Single-cell atlas of the aging human myometrium reveals impaired contractility

Normal myometrium is essential to produce orchestrated uterine contractions, which are critical for a number of reproductive and obstetric processes such as embryo implantation or parturition. This study aimed to map at single-cell level the human myometrium and to characterize substantial age-related changes that could be linked to infertility and/or obstetric complications. Single-cell and nuclei RNA-seq analysis was performed on 186,120 single cells from 20 perimenopausal (<55 years old) and post-menopausal (≥55 years old) donors through the 10X Chromium system and Illumina NovaSeq 6000. Eight of these samples were preserved in paraffin for spatial transcriptomics analyses using the Visium Gene Expression Slide (10X Genomics) and Illumina HiSeqX sequencing. FASTQ files from sc/snRNA-seq and spatial transcriptomics were aligned to GRCh38-2020-A human reference transcriptome with Cell Ranger and Space Ranger, respectively. Downstream analyses for differential cell abundance (DA), differential gene expression (DGE), data integration, and overrepresentation analysis were performed using R tools. Single cells/nuclei revealed the cellular heterogeneity of the aging myometrium, composed of endothelium, fibroblast, smooth muscle, perivascular, and immune system as major cell types. DA and DGE analyses depicted loss of contractile capillary cells along with collagen regulation (COL3A1, COL1A1, COL1A2...) and contractility (ACTG2, FLNA, DES...) markers in aging myometrium.
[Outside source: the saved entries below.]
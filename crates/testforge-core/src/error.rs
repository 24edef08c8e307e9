//! Error taxonomy for testforge.
//!
//! Fatal setup errors ([`ConfigError`], [`DiscoveryError::SourceRootMissing`])
//! abort a run before any stage executes. Everything else is contained at the
//! stage boundary that produced it.

use std::path::PathBuf;

/// Errors raised while assembling configuration at startup.
#[derive(Debug, thiserror::Error)]
pub enum ConfigError {
    #[error("GEMINI_API_KEY is not set")]
    MissingApiKey,

    #[error("invalid configuration value for {field}: {reason}")]
    Invalid { field: String, reason: String },
}

/// Errors surfaced by the generative backend and the model client.
#[derive(Debug, thiserror::Error)]
pub enum ModelError {
    /// The backend refused the call because a usage quota was exceeded.
    #[error("resource exhausted: {0}")]
    ResourceExhausted(String),

    #[error("request timed out: {0}")]
    Timeout(String),

    #[error("backend returned HTTP {status}: {body}")]
    Http { status: u16, body: String },

    #[error("transport error: {0}")]
    Transport(String),

    #[error("failed to decode backend response: {0}")]
    Decode(String),

    #[error("unrecognized response shape (top-level keys: {keys})")]
    UnrecognizedShape { keys: String },
}

impl ModelError {
    /// Quota exhaustion and timeouts are the only retryable conditions.
    pub fn is_transient(&self) -> bool {
        matches!(self, ModelError::ResourceExhausted(_) | ModelError::Timeout(_))
    }
}

impl From<reqwest::Error> for ModelError {
    fn from(err: reqwest::Error) -> Self {
        if err.is_timeout() {
            ModelError::Timeout(err.to_string())
        } else if err.is_decode() {
            ModelError::Decode(err.to_string())
        } else {
            ModelError::Transport(err.to_string())
        }
    }
}

/// Errors raised while enumerating source modules.
#[derive(Debug, thiserror::Error)]
pub enum DiscoveryError {
    #[error("source root does not exist: {0}")]
    SourceRootMissing(PathBuf),

    #[error("failed to walk {path}: {reason}")]
    Walk { path: PathBuf, reason: String },
}

/// Why candidate code was refused by a [`crate::CodeValidator`].
#[derive(Debug, thiserror::Error)]
pub enum ValidationError {
    #[error(transparent)]
    Syntax(#[from] SyntaxError),

    #[error("failed to run {program} for a compile check: {source}")]
    Interpreter {
        program: String,
        #[source]
        source: std::io::Error,
    },
}

/// A syntax error located in generated code.
#[derive(Debug, Clone, PartialEq, Eq, thiserror::Error)]
#[error("syntax error at line {line}, column {column}: {snippet}")]
pub struct SyntaxError {
    /// 1-based line number.
    pub line: usize,
    /// 1-based column number.
    pub column: usize,
    /// Offending source text, truncated.
    pub snippet: String,
}

/// Errors raised while invoking the external test runner.
#[derive(Debug, thiserror::Error)]
pub enum RunnerError {
    #[error("runner {0} has empty command")]
    EmptyCommand(String),

    #[error("failed to spawn {program}: {source}")]
    Spawn {
        program: String,
        #[source]
        source: std::io::Error,
    },

    #[error("test run for {artifact} timed out after {timeout_secs} seconds")]
    TimedOut { artifact: PathBuf, timeout_secs: u64 },

    #[error("io error: {0}")]
    Io(#[from] std::io::Error),
}

#[cfg(test)]
mod tests {
    use super::*;

    #[test]
    fn test_transient_classification() {
        assert!(ModelError::ResourceExhausted("quota".into()).is_transient());
        assert!(ModelError::Timeout("deadline".into()).is_transient());
        assert!(!ModelError::Transport("refused".into()).is_transient());
        assert!(!ModelError::Http {
            status: 500,
            body: "boom".into()
        }
        .is_transient());
        assert!(!ModelError::UnrecognizedShape { keys: "x".into() }.is_transient());
    }

    #[test]
    fn test_syntax_error_display() {
        let err = SyntaxError {
            line: 3,
            column: 7,
            snippet: "def (".into(),
        };
        let msg = err.to_string();
        assert!(msg.contains("line 3"));
        assert!(msg.contains("column 7"));
    }

    #[test]
    fn test_source_root_missing_mentions_path() {
        let err = DiscoveryError::SourceRootMissing(PathBuf::from("/nope/src"));
        assert!(err.to_string().contains("/nope/src"));
    }
}
//! In-memory test runner fake (testing only).

use std::collections::HashSet;
use std::path::{Path, PathBuf};
use std::sync::Mutex;

use async_trait::async_trait;
use testforge_core::RunnerError;

use crate::runner::TestRunner;

/// Runner whose verdict is decided by artifact file name.
#[derive(Debug, Default)]
pub struct FakeRunner {
    failing: HashSet<String>,
    erroring: HashSet<String>,
    executed: Mutex<Vec<PathBuf>>,
}

impl FakeRunner {
    /// Every artifact passes unless configured otherwise.
    pub fn passing() -> Self {
        Self::default()
    }

    pub fn fail(mut self, file_name: &str) -> Self {
        self.failing.insert(file_name.to_string());
        self
    }

    /// The runner itself errors for this artifact.
    pub fn error(mut self, file_name: &str) -> Self {
        self.erroring.insert(file_name.to_string());
        self
    }

    pub fn executed(&self) -> Vec<PathBuf> {
        self.executed.lock().map(|e| e.clone()).unwrap_or_default()
    }
}

#[async_trait]
impl TestRunner for FakeRunner {
    async fn run_suite(&self, artifact: &Path) -> Result<bool, RunnerError> {
        if let Ok(mut executed) = self.executed.lock() {
            executed.push(artifact.to_path_buf());
        }
        let name = artifact
            .file_name()
            .map(|n| n.to_string_lossy().into_owned())
            .unwrap_or_default();
        if self.erroring.contains(&name) {
            return Err(RunnerError::EmptyCommand(name));
        }
        Ok(!self.failing.contains(&name))
    }
}
//! Response-shape normalization.
//!
//! The backend's payload layout is not stable across API versions, so text is
//! located by trying a fixed list of matchers in priority order.

use serde_json::Value;

use crate::error::ModelError;

/// A named, pure extractor for one known payload layout.
#[derive(Clone, Copy)]
pub struct ShapeMatcher {
    pub name: &'static str,
    pub extract: fn(&Value) -> Option<String>,
}

impl std::fmt::Debug for ShapeMatcher {
    fn fmt(&self, f: &mut std::fmt::Formatter<'_>) -> std::fmt::Result {
        f.debug_tuple("ShapeMatcher").field(&self.name).finish()
    }
}

/// Known layouts, highest priority first.
pub const RESPONSE_SHAPES: &[ShapeMatcher] = &[
    ShapeMatcher {
        name: "generations",
        extract: generations_text,
    },
    ShapeMatcher {
        name: "text",
        extract: direct_text,
    },
    ShapeMatcher {
        name: "candidates",
        extract: candidates_text,
    },
    ShapeMatcher {
        name: "choices",
        extract: choices_text,
    },
];

/// `{"generations": [{"text": ...}, ...]}`
fn generations_text(value: &Value) -> Option<String> {
    first_element(value, "generations")?
        .get("text")?
        .as_str()
        .map(str::to_string)
}

/// `{"text": ...}`
fn direct_text(value: &Value) -> Option<String> {
    value.get("text")?.as_str().map(str::to_string)
}

/// Gemini's native layout: the parts of the first candidate, concatenated.
fn candidates_text(value: &Value) -> Option<String> {
    let parts = first_element(value, "candidates")?
        .get("content")?
        .get("parts")?
        .as_array()?;
    let texts: Vec<&str> = parts
        .iter()
        .filter_map(|p| p.get("text").and_then(Value::as_str))
        .collect();
    if texts.is_empty() {
        None
    } else {
        Some(texts.concat())
    }
}

/// `{"choices": [{"text": ...}]}`, or the chat form `{"choices": [{"message": {"content": ...}}]}`.
fn choices_text(value: &Value) -> Option<String> {
    let first = first_element(value, "choices")?;
    first
        .get("text")
        .and_then(Value::as_str)
        .or_else(|| {
            first
                .get("message")
                .and_then(|m| m.get("content"))
                .and_then(Value::as_str)
        })
        .map(str::to_string)
}

fn first_element<'a>(value: &'a Value, key: &str) -> Option<&'a Value> {
    value.get(key)?.as_array()?.first()
}

/// Extract the generated text using the first matching shape.
pub fn normalize_response(value: &Value) -> Result<String, ModelError> {
    RESPONSE_SHAPES
        .iter()
        .find_map(|shape| (shape.extract)(value))
        .ok_or_else(|| ModelError::UnrecognizedShape {
            keys: top_level_keys(value),
        })
}

fn top_level_keys(value: &Value) -> String {
    match value {
        Value::Object(map) if !map.is_empty() => {
            map.keys().cloned().collect::<Vec<_>>().join(", ")
        }
        Value::Object(_) => "<empty object>".to_string(),
        Value::Array(_) => "<array>".to_string(),
        Value::String(_) => "<string>".to_string(),
        Value::Null => "<null>".to_string(),
        _ => "<scalar>".to_string(),
    }
}
//! Generative backends.

use async_trait::async_trait;
use serde_json::{json, Value};
use tracing::debug;

use crate::config::ModelConfig;
use crate::error::ModelError;

/// One network call to a text-generation service.
///
/// Implementations must report quota exhaustion as
/// [`ModelError::ResourceExhausted`] and timeouts as [`ModelError::Timeout`]
/// so the retry policy can tell them apart from permanent failures.
#[async_trait]
pub trait GenerativeBackend: Send + Sync {
    async fn generate_raw(&self, prompt: &str) -> Result<Value, ModelError>;
}

/// Google Gemini `generateContent` over REST.
pub struct GeminiBackend {
    config: ModelConfig,
    http_client: reqwest::Client,
}

impl GeminiBackend {
    pub fn new(config: ModelConfig) -> Result<Self, ModelError> {
        let http_client = reqwest::Client::builder()
            .user_agent(concat!("testforge/", env!("CARGO_PKG_VERSION")))
            .timeout(config.request_timeout)
            .build()?;

        Ok(Self {
            config,
            http_client,
        })
    }

    pub fn model_name(&self) -> &str {
        &self.config.model_name
    }

    fn url(&self) -> String {
        format!(
            "{}/models/{}:generateContent",
            self.config.endpoint, self.config.model_name
        )
    }
}

#[async_trait]
impl GenerativeBackend for GeminiBackend {
    async fn generate_raw(&self, prompt: &str) -> Result<Value, ModelError> {
        let body = json!({
            "contents": [{"role": "user", "parts": [{"text": prompt}]}]
        });

        debug!(model = %self.config.model_name, prompt_len = prompt.len(), "Calling Gemini");

        let response = self
            .http_client
            .post(self.url())
            .header("x-goog-api-key", &self.config.api_key)
            .json(&body)
            .send()
            .await?;

        let status = response.status();
        let text = response.text().await?;

        if !status.is_success() {
            return Err(classify_http_error(status.as_u16(), &text));
        }

        serde_json::from_str(&text).map_err(|e| ModelError::Decode(e.to_string()))
    }
}

const MAX_ERROR_BODY: usize = 500;

/// Map a non-success HTTP response onto the error taxonomy.
pub(crate) fn classify_http_error(status: u16, body: &str) -> ModelError {
    let excerpt = truncate(body, MAX_ERROR_BODY);
    if status == 429 || body.contains("RESOURCE_EXHAUSTED") {
        ModelError::ResourceExhausted(excerpt)
    } else if status == 408 || status == 504 || body.contains("DEADLINE_EXCEEDED") {
        ModelError::Timeout(excerpt)
    } else {
        ModelError::Http {
            status,
            body: excerpt,
        }
    }
}

fn truncate(s: &str, max: usize) -> String {
    if s.len() <= max {
        return s.to_string();
    }
    let mut end = max;
    while !s.is_char_boundary(end) {
        end -= 1;
    }
    format!("{}...", &s[..end])
}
Fibrosis and senescence markers (JUN, FOS) were also increased with aging. Spatial transcriptomics validated these findings, while also systematically mapping these features onto the tissue. Furthermore, cell to cell communication patterns uncovered altered pathways in the postmenopausal state, with a shift to a less contractile and more inflammatory and fibrotic profile of the aging myometrium, driven by an interplay between different cells and transcriptional factors. Our findings provide the cellular heterogeneity of aging myometrium at single-cell resolution, which reveal striking differences in cell composition and cell interactions linked with aging, setting the basis for the diagnosis and treatment of defective contractility through novel biomarkers.